Jul. 7—The largest tsunami runup on record, which destroyed millions of trees at up to 1,720 feet, occurred July 9, 1958, on Lituya Bay, Alaska. An earthquake loosened up to 40 million cubic yards of rock in the mountains, which crashed 3,000 feet into an inlet below, creating a wave that swept across Lituya Bay and into the Gulf of Alaska.

By the time the wave reached Howard Ulrich and his 7-year-old son, Sonny, who were in their fishing boat, the Edrie, it was steep, and about 50 to 75 feet high. The pair are pictured in 2000, and 1958 (inset), in screenshots from a BBC interview. "It looked like just a big wall of water," Howard told BBC. "You're looking at death, and this was exactly my first thought."

"He threw me a life preserver and said, 'Son, start praying,'" Sonny said. As Howard pushed the engine to climb the front of the wave, they were swept up over the land above the trees (where Howard thought they would surely land). Miraculously, they crested the wave, made it to the other side, and were washed back into the bay unharmed. "God what an awful sight," Howard recalled, "... Something like the end of the world."

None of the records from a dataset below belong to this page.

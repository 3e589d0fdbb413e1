//! Diagnostics passes over host sources and standalone query files.

use std::collections::HashMap;
use std::sync::{Arc, LazyLock};

use regex::Regex;
use tsq_core::LineIndex;
use tsq_langs::{Grammar, GrammarCache, LangError, LanguageId};

use crate::Result;
use crate::diagnostics::{Diagnostic, Diagnostics};
use crate::embedded::{EmbeddedQuerySite, HostQuery};
use crate::query_file;

static OFFSET_SUFFIX: LazyLock<Regex> =
    LazyLock::new(|| Regex::new(r" at offset (\d+)").expect("valid regex"));
static TRAILING_ELLIPSIS: LazyLock<Regex> =
    LazyLock::new(|| Regex::new(r"\.\.\.$").expect("valid regex"));

/// What a diagnostics pass does with a document.
#[derive(Debug, Clone, Copy, PartialEq, Eq, Hash)]
pub enum DocumentKind {
    /// Source that may embed query literals, parsed with this grammar.
    Host(LanguageId),
    /// Standalone query file with a `;; <language>` directive.
    QueryFile,
}

impl DocumentKind {
    /// Maps an editor language id; other ids are not handled.
    pub fn from_editor_id(editor_id: &str) -> Option<Self> {
        match editor_id.to_ascii_lowercase().as_str() {
            "javascript" | "javascriptreact" => Some(Self::Host(LanguageId::JavaScript)),
            "typescript" => Some(Self::Host(LanguageId::TypeScript)),
            "typescriptreact" => Some(Self::Host(LanguageId::Tsx)),
            "scm" | "query" => Some(Self::QueryFile),
            _ => None,
        }
    }
}

/// Owns the grammar cache and the per-host compiled site queries.
#[derive(Debug, Default)]
pub struct DiagnosticsEngine {
    grammars: GrammarCache,
    host_queries: HashMap<LanguageId, Arc<HostQuery>>,
}

impl DiagnosticsEngine {
    pub fn new() -> Self {
        Self::default()
    }

    pub fn with_grammars(grammars: GrammarCache) -> Self {
        Self {
            grammars,
            host_queries: HashMap::new(),
        }
    }

    pub fn grammars(&self) -> &GrammarCache {
        &self.grammars
    }

    pub fn grammars_mut(&mut self) -> &mut GrammarCache {
        &mut self.grammars
    }

    /// Runs a full pass. `None` means the document kind is not handled.
    pub fn check_document(&mut self, editor_id: &str, text: &str) -> Result<Option<Diagnostics>> {
        let diagnostics = match DocumentKind::from_editor_id(editor_id) {
            Some(DocumentKind::Host(host)) => self.check_embedded(host, text)?,
            Some(DocumentKind::QueryFile) => self.check_query_file(text)?,
            None => return Ok(None),
        };
        Ok(Some(diagnostics))
    }

    /// Validates every embedded query literal in a host source.
    pub fn check_embedded(&mut self, host: LanguageId, text: &str) -> Result<Diagnostics> {
        let host_query = self.host_query(host)?;
        let grammar = self.grammars.get(host)?;
        let tree = grammar.parse(text).map_err(LangError::from)?;
        let sites = host_query.sites(tree.root_node(), text);

        if sites.is_empty() {
            return Ok(Diagnostics::new());
        }
        Ok(check_sites(&sites, text, |id| self.grammars.get(id)))
    }

    /// Validates a standalone query file against the grammar named by its
    /// directive line. Without a supported directive there is nothing to check.
    pub fn check_query_file(&mut self, text: &str) -> Result<Diagnostics> {
        let mut diagnostics = Diagnostics::new();
        let Some(name) = query_file::directive_language(text) else {
            return Ok(diagnostics);
        };
        let Some(target) = LanguageId::from_name(name) else {
            tracing::debug!(name, "query file targets an unsupported language");
            return Ok(diagnostics);
        };

        let grammar = self.grammars.get(target)?;
        if let Err(err) = grammar.compile_query(text) {
            let index = LineIndex::new(text);
            diagnostics.push(query_file::error_diagnostic(&err, &index));
        }
        Ok(diagnostics)
    }

    fn host_query(&mut self, host: LanguageId) -> Result<Arc<HostQuery>> {
        if let Some(query) = self.host_queries.get(&host) {
            return Ok(Arc::clone(query));
        }
        let grammar = self.grammars.get(host)?;
        let query = Arc::new(HostQuery::new(&grammar)?);
        tracing::debug!(language = %host, "compiled embedded site query");
        self.host_queries.insert(host, Arc::clone(&query));
        Ok(query)
    }
}

/// Compiles each site against its target grammar. A site whose language is
/// unknown or whose grammar cannot be loaded is skipped; the rest still report.
pub(crate) fn check_sites<F>(
    sites: &[EmbeddedQuerySite<'_>],
    text: &str,
    mut grammar_for: F,
) -> Diagnostics
where
    F: FnMut(LanguageId) -> std::result::Result<Arc<Grammar>, LangError>,
{
    let mut diagnostics = Diagnostics::new();
    let index = LineIndex::new(text);
    for site in sites {
        let Some(target) = site.target(text) else {
            tracing::warn!(name = site.target_name(text), "skipping embedded query with unknown language");
            continue;
        };
        let target_grammar = match grammar_for(target) {
            Ok(grammar) => grammar,
            Err(err) => {
                tracing::warn!(language = %target, %err, "skipping embedded query, grammar unavailable");
                continue;
            }
        };
        let Err(err) = target_grammar.compile_query(site.query_source(text)) else {
            continue;
        };
        let start = site.content_offset() + err.offset.unwrap_or(0);
        diagnostics.push(Diagnostic::to_line_end(
            start,
            &index,
            sanitize_message(&err.message),
        ));
    }
    diagnostics
}

/// Strips every ` at offset N` and a trailing `...` from a compiler message.
pub fn sanitize_message(message: &str) -> String {
    let without_offsets = OFFSET_SUFFIX.replace_all(message, "");
    TRAILING_ELLIPSIS.replace(&without_offsets, "").into_owned()
}

/// Offset recovered from an ` at offset N` fragment of a message.
pub(crate) fn offset_in_message(message: &str) -> Option<usize> {
    OFFSET_SUFFIX
        .captures(message)
        .and_then(|caps| caps.get(1))
        .and_then(|m| m.as_str().parse().ok())
}
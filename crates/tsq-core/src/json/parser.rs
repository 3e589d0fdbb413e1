//! Recursive-descent parser over the token stream.
//!
//! Stops at the first error. Nesting is bounded by recursion fuel so hostile
//! input cannot exhaust the stack.

use super::lexer::{Token, TokenKind, lex, unescape};
use super::{JsonError, JsonErrorKind, JsonKind, JsonNode, JsonScalar, MAX_DEPTH};

type ParseResult<T> = Result<T, JsonError>;

pub(super) struct Parser<'src> {
    source: &'src str,
    tokens: Vec<Token>,
    pos: usize,
    depth: u32,
    recursion_fuel_limit: u32,
}

impl<'src> Parser<'src> {
    pub(super) fn new(source: &'src str) -> Self {
        Self {
            source,
            tokens: lex(source),
            pos: 0,
            depth: 0,
            recursion_fuel_limit: MAX_DEPTH,
        }
    }

    pub(super) fn parse(mut self) -> ParseResult<JsonNode> {
        let root = self.value()?;
        if let Some(token) = self.peek() {
            return Err(JsonError::new(JsonErrorKind::TrailingContent, token.start()));
        }
        Ok(root)
    }

    fn peek(&self) -> Option<Token> {
        self.tokens.get(self.pos).copied()
    }

    fn bump(&mut self) -> Option<Token> {
        let token = self.peek()?;
        self.pos += 1;
        Some(token)
    }

    fn eof(&self) -> JsonError {
        JsonError::new(JsonErrorKind::UnexpectedEof, self.source.len())
    }

    /// Consumes the next token, failing with `kind` if it is anything else.
    fn expect(&mut self, expected: TokenKind, kind: JsonErrorKind) -> ParseResult<Token> {
        let token = self.bump().ok_or_else(|| self.eof())?;
        if token.kind != expected {
            return Err(unexpected(token, kind));
        }
        Ok(token)
    }

    fn enter(&mut self, at: usize) -> ParseResult<()> {
        if self.depth >= self.recursion_fuel_limit {
            return Err(JsonError::new(JsonErrorKind::TooDeep, at));
        }
        self.depth += 1;
        Ok(())
    }

    fn exit(&mut self) {
        self.depth -= 1;
    }

    fn value(&mut self) -> ParseResult<JsonNode> {
        let token = self.bump().ok_or_else(|| self.eof())?;
        match token.kind {
            TokenKind::BraceOpen => self.object(token),
            TokenKind::BracketOpen => self.array(token),
            TokenKind::String => self.string(token),
            TokenKind::Number => {
                let text = &self.source[token.span];
                let number = text.parse::<f64>().unwrap_or(f64::NAN);
                Ok(JsonNode::scalar(
                    JsonKind::Number,
                    token.span,
                    JsonScalar::Number(number),
                ))
            }
            TokenKind::True | TokenKind::False => Ok(JsonNode::scalar(
                JsonKind::Boolean,
                token.span,
                JsonScalar::Boolean(token.kind == TokenKind::True),
            )),
            TokenKind::Null => Ok(JsonNode::scalar(JsonKind::Null, token.span, JsonScalar::Null)),
            _ => Err(unexpected(token, JsonErrorKind::ExpectedValue)),
        }
    }

    fn string(&self, token: Token) -> ParseResult<JsonNode> {
        let decoded = unescape(&self.source[token.span])
            .ok_or_else(|| JsonError::new(JsonErrorKind::InvalidEscape, token.start()))?;
        Ok(JsonNode::scalar(
            JsonKind::String,
            token.span,
            JsonScalar::String(decoded),
        ))
    }

    fn array(&mut self, open: Token) -> ParseResult<JsonNode> {
        self.enter(open.start())?;
        let mut items = Vec::new();

        let close = loop {
            let Some(next) = self.peek() else {
                return Err(self.eof());
            };
            if items.is_empty() && next.kind == TokenKind::BracketClose {
                self.pos += 1;
                break next;
            }

            items.push(self.value()?);

            let sep = self.bump().ok_or_else(|| self.eof())?;
            match sep.kind {
                TokenKind::Comma => continue,
                TokenKind::BracketClose => break sep,
                _ => return Err(unexpected(sep, JsonErrorKind::ExpectedCommaOr(']'))),
            }
        };

        self.exit();
        Ok(JsonNode::container(
            JsonKind::Array,
            open.start(),
            close.span.end().into(),
            items,
        ))
    }

    fn object(&mut self, open: Token) -> ParseResult<JsonNode> {
        self.enter(open.start())?;
        let mut props = Vec::new();

        let close = loop {
            let Some(next) = self.peek() else {
                return Err(self.eof());
            };
            if props.is_empty() && next.kind == TokenKind::BraceClose {
                self.pos += 1;
                break next;
            }

            props.push(self.property()?);

            let sep = self.bump().ok_or_else(|| self.eof())?;
            match sep.kind {
                TokenKind::Comma => continue,
                TokenKind::BraceClose => break sep,
                _ => return Err(unexpected(sep, JsonErrorKind::ExpectedCommaOr('}'))),
            }
        };

        self.exit();
        Ok(JsonNode::container(
            JsonKind::Object,
            open.start(),
            close.span.end().into(),
            props,
        ))
    }

    fn property(&mut self) -> ParseResult<JsonNode> {
        let key_token = self.expect(TokenKind::String, JsonErrorKind::ExpectedPropertyName)?;
        let key = self.string(key_token)?;
        self.expect(TokenKind::Colon, JsonErrorKind::ExpectedColon)?;
        let value = self.value()?;
        let (start, end) = (key.offset, value.end());
        Ok(JsonNode::container(
            JsonKind::Property,
            start,
            end,
            vec![key, value],
        ))
    }
}

fn unexpected(token: Token, kind: JsonErrorKind) -> JsonError {
    let kind = match token.kind {
        TokenKind::Garbage => JsonErrorKind::InvalidCharacter,
        _ => kind,
    };
    JsonError::new(kind, token.start())
}
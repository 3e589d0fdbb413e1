//! Standalone query files.
//!
//! The first non-blank line names the target grammar:
//!
//! ```scheme
//! ;; python
//! (function_definition name: (identifier) @name)
//! ```
//!
//! The whole file is compiled as-is; the directive is an ordinary comment in
//! query syntax, so compiler offsets are already document offsets.

use tsq_core::LineIndex;
use tsq_langs::QueryCompileError;

use crate::diagnostics::{Diagnostic, text_range};
use crate::engine::{offset_in_message, sanitize_message};

/// Raw language name from a `;; <name>` directive on the first non-blank line.
pub fn directive_language(text: &str) -> Option<&str> {
    let line = text.lines().map(str::trim).find(|line| !line.is_empty())?;
    let name = line.strip_prefix(";;")?.trim();
    if name.is_empty() || name.contains(char::is_whitespace) {
        return None;
    }
    Some(name)
}

/// Positions a compile error: at the reported offset, else at an offset
/// recovered from the message, else over the whole document.
pub fn error_diagnostic(err: &QueryCompileError, index: &LineIndex) -> Diagnostic {
    let message = sanitize_message(&err.message);
    match err.offset.or_else(|| offset_in_message(&err.message)) {
        Some(start) => Diagnostic::to_line_end(start, index, message),
        None => {
            let last_line = index.line_count() - 1;
            let end = index.line_end(last_line).unwrap_or(index.len());
            Diagnostic::error(text_range(0, end), index, message)
        }
    }
}
//! Query literals embedded in JavaScript and TypeScript sources.
//!
//! A site looks like ``treeSitterQuery.rust(`(identifier) @id`)`` or the
//! tagged form ``treeSitterQuery.rust`(identifier) @id` ``. The member name
//! selects the grammar the literal is compiled against.

use std::fmt::Write;

use streaming_iterator::StreamingIterator;
use tsq_langs::tree_sitter::{Node, Query, QueryCursor};
use tsq_langs::{Grammar, LanguageId, QueryCompileError};

use crate::{Error, Result};

pub const SITE_IDENTIFIER: &str = "treeSitterQuery";

const CALL: &str = "call_expression";
const IDENTIFIER: &str = "identifier";
const TARGET_LANGUAGE: &str = "target_language";
const LITERAL: &str = "query_src_with_quotes";

/// Source of the query that finds embedded sites in a host document.
pub fn host_query_source() -> String {
    let mut languages = String::new();
    for id in LanguageId::ALL {
        write!(languages, " \"{id}\"").expect("String write never fails");
    }

    let callee = format!(
        "function: (member_expression
    object: (identifier) @{IDENTIFIER}
    property: (property_identifier) @{TARGET_LANGUAGE})
  (#eq? @{IDENTIFIER} \"{SITE_IDENTIFIER}\")
  (#any-of? @{TARGET_LANGUAGE}{languages})"
    );

    format!(
        "(call_expression
  {callee}
  arguments: (arguments . (template_string) @{LITERAL} .)) @{CALL}

(call_expression
  {callee}
  arguments: (template_string) @{LITERAL}) @{CALL}
"
    )
}

/// Compiled host query with its capture roles resolved by name.
#[derive(Debug)]
pub struct HostQuery {
    query: Query,
    call: u32,
    target_language: u32,
    literal: u32,
}

impl HostQuery {
    pub fn new(host: &Grammar) -> Result<Self> {
        let source = host_query_source();
        let query = host.compile_query(&source).map_err(|source| Error::HostQuery {
            language: host.id(),
            source,
        })?;

        let role = |name: &str| {
            query
                .capture_index_for_name(name)
                .ok_or_else(|| Error::HostQuery {
                    language: host.id(),
                    source: QueryCompileError {
                        offset: None,
                        message: format!("missing capture `{name}`"),
                    },
                })
        };
        let call = role(CALL)?;
        let target_language = role(TARGET_LANGUAGE)?;
        let literal = role(LITERAL)?;

        Ok(Self {
            query,
            call,
            target_language,
            literal,
        })
    }

    pub fn query(&self) -> &Query {
        &self.query
    }

    /// Sites under `root`, ordered by call position (start ascending, then
    /// outer calls before the calls they contain).
    pub fn sites<'tree>(&self, root: Node<'tree>, text: &str) -> Vec<EmbeddedQuerySite<'tree>> {
        let mut cursor = QueryCursor::new();
        let mut matches = cursor.matches(&self.query, root, text.as_bytes());
        let mut sites = Vec::new();

        while let Some(m) = matches.next() {
            let mut call = None;
            let mut target_language = None;
            let mut literal = None;
            for capture in m.captures {
                if capture.index == self.call {
                    call = Some(capture.node);
                } else if capture.index == self.target_language {
                    target_language = Some(capture.node);
                } else if capture.index == self.literal {
                    literal = Some(capture.node);
                }
            }

            match (call, target_language, literal) {
                (Some(call), Some(target_language), Some(literal)) => {
                    sites.push(EmbeddedQuerySite {
                        call,
                        target_language,
                        literal,
                    });
                }
                _ => tracing::warn!(pattern = m.pattern_index, "skipping incomplete embedded query match"),
            }
        }

        sites.sort_by(|a, b| {
            a.call
                .start_byte()
                .cmp(&b.call.start_byte())
                .then_with(|| b.call.end_byte().cmp(&a.call.end_byte()))
        });
        sites
    }
}

/// One located query literal. Valid only for the tree it was found in.
#[derive(Debug, Clone, Copy)]
pub struct EmbeddedQuerySite<'tree> {
    pub call: Node<'tree>,
    pub target_language: Node<'tree>,
    /// The template literal, delimiters included.
    pub literal: Node<'tree>,
}

impl EmbeddedQuerySite<'_> {
    /// Member name, e.g. `rust`.
    pub fn target_name<'t>(&self, text: &'t str) -> &'t str {
        &text[self.target_language.byte_range()]
    }

    pub fn target(&self, text: &str) -> Option<LanguageId> {
        LanguageId::from_name(self.target_name(text))
    }

    /// Offset of the first byte after the opening delimiter.
    pub fn content_offset(&self) -> usize {
        self.literal.start_byte() + 1
    }

    /// Literal text with its first and last characters stripped.
    pub fn query_source<'t>(&self, text: &'t str) -> &'t str {
        let raw = &text[self.literal.byte_range()];
        let mut chars = raw.chars();
        chars.next();
        chars.next_back();
        chars.as_str()
    }
}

William Swanson and his wife, on the Badger, were lifted by the wave and rode, stern first, below the wave's crest. He said when he looked down, he was more than 80 feet above the tree tops. After the wave crested over a spit on the way to the gulf, the boat hit bottom and foundered. They abandoned their boat, boarded a small skiff, and were picked up by a fishing boat a few hours later.

A third boat, with what was believed to be two aboard, sank with no survivors.